Barret Kupelian, chief economist at PwC UK, said: “The 25-basis-point cut by the MPC was neither dramatic nor daring. It was simply the sensible response to three factors that are likely to dampen UK inflation pressures in the future.

“First, with a UK retaliation to tariffs appearing unlikely, a surge in global trade uncertainty keeps businesses and household spending cautious and measured but reduces the risk of tariff led inflation. Second, as a net importer of goods and energy, Sterling’s rally of around seven per cent since January makes UK imports relatively less expensive. And third, Brent crude trading at about $60 a barrel against the Bank’s February conditioning assumption of $74.

“Cutting rates in a fog is like trimming sails in a storm. It’s the only way to keep the ship moving, but it won’t guarantee clear skies. Still, it’s a welcome first stitch in what is proving to be an uncertain world.”

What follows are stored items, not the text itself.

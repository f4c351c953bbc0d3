//! Exercises the plugin, kernel and emitter contracts through minimal in-test
//! implementations, the way a dependent kernel would implement them.

use std::collections::HashMap;
use std::marker::PhantomData;
use std::sync::atomic::{AtomicBool, AtomicUsize, Ordering};
use std::sync::{Arc, Mutex};

use async_trait::async_trait;
use oxog_types::contracts::{
    ContractError, DynamicEvents, EventEmitter, EventHandler, EventMap, Kernel, LifecycleOutcome,
    Plugin, PluginRef, Unsubscribe,
};
use oxog_types::guards::is_plugin;
use oxog_types::{ErrorValue, Function, IntoError, Object, Outcome, Value};

struct AppContext {
    app: String,
}

#[derive(Default)]
struct Bus {
    next_id: u64,
    handlers: HashMap<String, Vec<(u64, EventHandler)>>,
}

struct TestKernel {
    plugins: Vec<PluginRef<AppContext>>,
    bus: Arc<Mutex<Bus>>,
    context: AppContext,
}

impl TestKernel {
    fn new(app: &str) -> Self {
        Self {
            plugins: Vec::new(),
            bus: Arc::default(),
            context: AppContext { app: app.into() },
        }
    }
}

impl Kernel<AppContext> for TestKernel {
    fn register(&mut self, plugin: PluginRef<AppContext>) -> Outcome<(), ContractError> {
        if self.has_plugin(plugin.name()) {
            return Outcome::Err(ContractError::DuplicatePlugin(plugin.name().into()));
        }
        if let Some(missing) = plugin.dependencies().iter().find(|dep| !self.has_plugin(dep)) {
            return Outcome::Err(ContractError::MissingDependency {
                plugin: plugin.name().into(),
                dependency: missing.clone(),
            });
        }
        match plugin.install(self) {
            Outcome::Ok(()) => {
                self.plugins.push(plugin);
                Outcome::Ok(())
            }
            Outcome::Err(source) => {
                plugin.on_error(&source);
                Outcome::Err(ContractError::Install {
                    plugin: plugin.name().into(),
                    source,
                })
            }
        }
    }

    fn unregister(&mut self, name: &str) -> bool {
        let before = self.plugins.len();
        self.plugins.retain(|plugin| plugin.name() != name);
        self.plugins.len() != before
    }

    fn get_plugin(&self, name: &str) -> Option<PluginRef<AppContext>> {
        self.plugins.iter().find(|plugin| plugin.name() == name).cloned()
    }

    fn list_plugins(&self) -> Vec<PluginRef<AppContext>> {
        self.plugins.clone()
    }

    fn emit(&self, event: &str, payload: Value) {
        let handlers: Vec<EventHandler> = self
            .bus
            .lock()
            .unwrap()
            .handlers
            .get(event)
            .map(|slots| slots.iter().map(|(_, handler)| handler.clone()).collect())
            .unwrap_or_default();
        for handler in handlers {
            handler(&payload);
        }
    }

    fn on(&self, event: &str, handler: EventHandler) -> Unsubscribe {
        let id = {
            let mut bus = self.bus.lock().unwrap();
            let id = bus.next_id;
            bus.next_id += 1;
            bus.handlers.entry(event.to_string()).or_default().push((id, handler));
            id
        };
        let bus = Arc::clone(&self.bus);
        let event = event.to_string();
        Box::new(move || {
            if let Some(slots) = bus.lock().unwrap().handlers.get_mut(&event) {
                slots.retain(|(slot_id, _)| *slot_id != id);
            }
        })
    }

    fn context(&self) -> &AppContext {
        &self.context
    }
}

struct CounterPlugin {
    name: &'static str,
    dependencies: Vec<String>,
    ticks: Arc<AtomicUsize>,
    initialised: AtomicBool,
}

impl CounterPlugin {
    fn new(name: &'static str, dependencies: &[&str]) -> Self {
        Self {
            name,
            dependencies: dependencies.iter().map(|dep| dep.to_string()).collect(),
            ticks: Arc::default(),
            initialised: AtomicBool::new(false),
        }
    }
}

#[async_trait]
impl Plugin<AppContext> for CounterPlugin {
    fn name(&self) -> &str {
        self.name
    }

    fn version(&self) -> &str {
        "1.0.0"
    }

    fn dependencies(&self) -> &[String] {
        &self.dependencies
    }

    fn install(&self, kernel: &mut dyn Kernel<AppContext>) -> LifecycleOutcome {
        let ticks = Arc::clone(&self.ticks);
        // Stays subscribed for the kernel's lifetime.
        let _unsubscribe = kernel.on(
            "tick",
            Arc::new(move |_: &Value| {
                ticks.fetch_add(1, Ordering::SeqCst);
            }),
        );
        Outcome::Ok(())
    }

    async fn on_init(&self, context: &AppContext) -> LifecycleOutcome {
        if context.app.is_empty() {
            return Outcome::Err(ErrorValue::new("application name missing"));
        }
        self.initialised.store(true, Ordering::SeqCst);
        Outcome::Ok(())
    }
}

struct BrokenPlugin {
    errors: Arc<AtomicUsize>,
}

impl Plugin<AppContext> for BrokenPlugin {
    fn name(&self) -> &str {
        "broken"
    }

    fn version(&self) -> &str {
        "0.0.1"
    }

    fn install(&self, _kernel: &mut dyn Kernel<AppContext>) -> LifecycleOutcome {
        Outcome::Err(ErrorValue::new("missing configuration"))
    }

    fn on_error(&self, _error: &ErrorValue) {
        self.errors.fetch_add(1, Ordering::SeqCst);
    }
}

#[test]
fn installed_plugins_receive_events() {
    let mut kernel = TestKernel::new("demo");
    let counter = Arc::new(CounterPlugin::new("counter", &[]));
    let ticks = Arc::clone(&counter.ticks);

    assert_eq!(kernel.register(counter), Outcome::Ok(()));
    kernel.emit("tick", Value::Null);
    kernel.emit("tick", Value::from(2i64));
    kernel.emit("other", Value::Null);

    assert_eq!(ticks.load(Ordering::SeqCst), 2);
    assert!(kernel.has_plugin("counter"));
    assert_eq!(kernel.list_plugins().len(), 1);
}

#[test]
fn duplicate_and_missing_dependencies_are_rejected() {
    let mut kernel = TestKernel::new("demo");
    let dependent = Arc::new(CounterPlugin::new("metrics", &["counter"]));

    assert_eq!(
        kernel.register(dependent.clone()),
        Outcome::Err(ContractError::MissingDependency {
            plugin: "metrics".into(),
            dependency: "counter".into(),
        })
    );

    assert!(kernel.register(Arc::new(CounterPlugin::new("counter", &[]))).is_ok());
    assert!(kernel.register(dependent).is_ok());
    assert_eq!(
        kernel.register(Arc::new(CounterPlugin::new("counter", &[]))),
        Outcome::Err(ContractError::DuplicatePlugin("counter".into()))
    );

    assert!(kernel.unregister("metrics"));
    assert!(!kernel.unregister("metrics"));
    assert!(kernel.get_plugin("metrics").is_none());
}

#[test]
fn failed_install_is_reported_and_not_registered() {
    let mut kernel = TestKernel::new("demo");
    let errors = Arc::new(AtomicUsize::new(0));
    let outcome = kernel.register(Arc::new(BrokenPlugin {
        errors: Arc::clone(&errors),
    }));

    let failure = outcome.err().expect("install must fail");
    assert_eq!(
        failure.to_string(),
        "plugin 'broken' failed to install: Error: missing configuration"
    );
    assert_eq!(errors.load(Ordering::SeqCst), 1);
    assert!(!kernel.has_plugin("broken"));

    let normalised = failure.into_error();
    assert_eq!(normalised.name(), "ContractError");
}

#[test]
fn unsubscribe_stops_delivery() {
    let kernel = TestKernel::new("demo");
    let seen = Arc::new(AtomicUsize::new(0));
    let counter = Arc::clone(&seen);
    let unsubscribe = kernel.on(
        "ping",
        Arc::new(move |_: &Value| {
            counter.fetch_add(1, Ordering::SeqCst);
        }),
    );
    kernel.emit("ping", Value::Null);
    unsubscribe();
    kernel.emit("ping", Value::Null);
    assert_eq!(seen.load(Ordering::SeqCst), 1);
}

#[tokio::test]
async fn lifecycle_hooks_run_against_context() {
    let mut kernel = TestKernel::new("demo");
    let counter = Arc::new(CounterPlugin::new("counter", &[]));
    assert!(kernel.register(counter.clone()).is_ok());

    for plugin in kernel.list_plugins() {
        assert_eq!(plugin.on_init(kernel.context()).await, Outcome::Ok(()));
        assert_eq!(plugin.on_destroy().await, Outcome::Ok(()));
    }
    assert!(counter.initialised.load(Ordering::SeqCst));

    let unnamed = TestKernel::new("");
    let failed = counter.on_init(unnamed.context()).await;
    assert_eq!(failed, Outcome::Err(ErrorValue::new("application name missing")));
}

struct Slot<P> {
    handler: EventHandler<P>,
    once: bool,
}

type Slots<P> = Arc<Mutex<HashMap<String, Vec<Slot<P>>>>>;

struct Emitter<M: EventMap> {
    slots: Slots<M::Payload>,
    _map: PhantomData<fn() -> M>,
}

impl<M: EventMap> Emitter<M> {
    fn new() -> Self {
        Self {
            slots: Arc::new(Mutex::new(HashMap::new())),
            _map: PhantomData,
        }
    }

    fn subscribe(&self, event: &str, handler: EventHandler<M::Payload>, once: bool) -> Unsubscribe {
        self.slots
            .lock()
            .unwrap()
            .entry(event.to_string())
            .or_default()
            .push(Slot {
                handler: handler.clone(),
                once,
            });
        let slots = Arc::clone(&self.slots);
        let event = event.to_string();
        Box::new(move || {
            remove(&slots, &event, &handler);
        })
    }
}

fn remove<P: 'static>(slots: &Slots<P>, event: &str, handler: &EventHandler<P>) -> bool {
    let mut slots = slots.lock().unwrap();
    let Some(list) = slots.get_mut(event) else {
        return false;
    };
    let before = list.len();
    list.retain(|slot| !Arc::ptr_eq(&slot.handler, handler));
    list.len() != before
}

impl<M: EventMap> EventEmitter<M> for Emitter<M> {
    fn on(&self, event: &str, handler: EventHandler<M::Payload>) -> Unsubscribe {
        self.subscribe(event, handler, false)
    }

    fn off(&self, event: &str, handler: &EventHandler<M::Payload>) -> bool {
        remove(&self.slots, event, handler)
    }

    fn emit(&self, event: &str, payload: &M::Payload) {
        let fired: Vec<EventHandler<M::Payload>> = {
            let mut slots = self.slots.lock().unwrap();
            let Some(list) = slots.get_mut(event) else {
                return;
            };
            let fired = list.iter().map(|slot| slot.handler.clone()).collect();
            list.retain(|slot| !slot.once);
            fired
        };
        for handler in fired {
            handler(payload);
        }
    }

    fn once(&self, event: &str, handler: EventHandler<M::Payload>) -> Unsubscribe {
        self.subscribe(event, handler, true)
    }
}

struct LifecycleEvents;

impl EventMap for LifecycleEvents {
    type Payload = String;

    fn names() -> &'static [&'static str] {
        &["ready", "stopped"]
    }
}

#[test]
fn typed_event_map_and_emitter() {
    assert!(LifecycleEvents::is_known("ready"));
    assert!(!LifecycleEvents::is_known("tick"));
    assert!(DynamicEvents::is_known("anything"));

    let emitter: Emitter<LifecycleEvents> = Emitter::new();
    let log = Arc::new(Mutex::new(Vec::new()));

    let every = {
        let log = Arc::clone(&log);
        let handler: EventHandler<String> = Arc::new(move |payload: &String| {
            log.lock().unwrap().push(format!("every:{payload}"));
        });
        handler
    };
    let first = {
        let log = Arc::clone(&log);
        let handler: EventHandler<String> = Arc::new(move |payload: &String| {
            log.lock().unwrap().push(format!("once:{payload}"));
        });
        handler
    };

    let _keep = emitter.on("ready", every.clone());
    let _ignored = emitter.once("ready", first);
    emitter.emit("ready", &"a".to_string());
    emitter.emit("ready", &"b".to_string());
    assert!(emitter.off("ready", &every));
    assert!(!emitter.off("ready", &every));
    emitter.emit("ready", &"c".to_string());

    assert_eq!(*log.lock().unwrap(), vec!["every:a", "once:a", "every:b"]);
}

#[test]
fn dynamic_plugin_descriptor_is_validated_and_installed() {
    let installs = Arc::new(AtomicUsize::new(0));
    let counter = Arc::clone(&installs);
    let descriptor = Object::from_fields([
        ("name", Value::from("script-plugin")),
        ("version", Value::from("0.3.0")),
        (
            "install",
            Value::Function(Function::new("install", move |_| {
                counter.fetch_add(1, Ordering::SeqCst);
                Value::Undefined
            })),
        ),
    ]);
    let value = Value::Object(descriptor.clone());
    assert!(is_plugin(&value));

    if let Some(Value::Function(install)) = descriptor.get("install") {
        install.call(&[Value::Null]);
    }
    assert_eq!(installs.load(Ordering::SeqCst), 1);
}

Jonathan Sparks, chief investment officer UK, HSBC global private banking and wealth, said: “A slew of weaker economic data has led to a broad consensus of cuts to economic growth forecasts and the BoE echoed this trend with a 0.25 per cent cut to its 2026 GDP growth to 1.25 per cent. However, the good news is that plummeting energy prices and a strengthening GBP have pushed inflation forecasts lower, giving the BoE more room to be dovish in the latter half of the year.

“We prefer to remain selective on equity investments and keep an eye on the data for signs of improvement. Around the five-10 year maturities of gilts, real inflation-adjusted yields are fractionally below two per cent. This is a great opportunity to lock in near risk-free rates of return that would have seemed well beyond reach only a few years ago. If the base rate falls to three per cent in Q3 2026, as we expect, then there is also room for capital gains. The GBP has strengthened largely due to USD weakness.”

Highlights:

• The Bank of England has cut interest rates to 4.25 per cent amid global economic concerns, including US tariffs and slowing trade.

• UK growth forecast has been downgraded, with only one per cent GDP growth expected in 2025 and 1.25 per cent in 2026.

• The real estate and hospitality sectors will benefit from lower borrowing costs, aiding recovery efforts.

• Economists cite lower energy prices and a strong GBP as easing inflation pressures, supporting further rate cuts.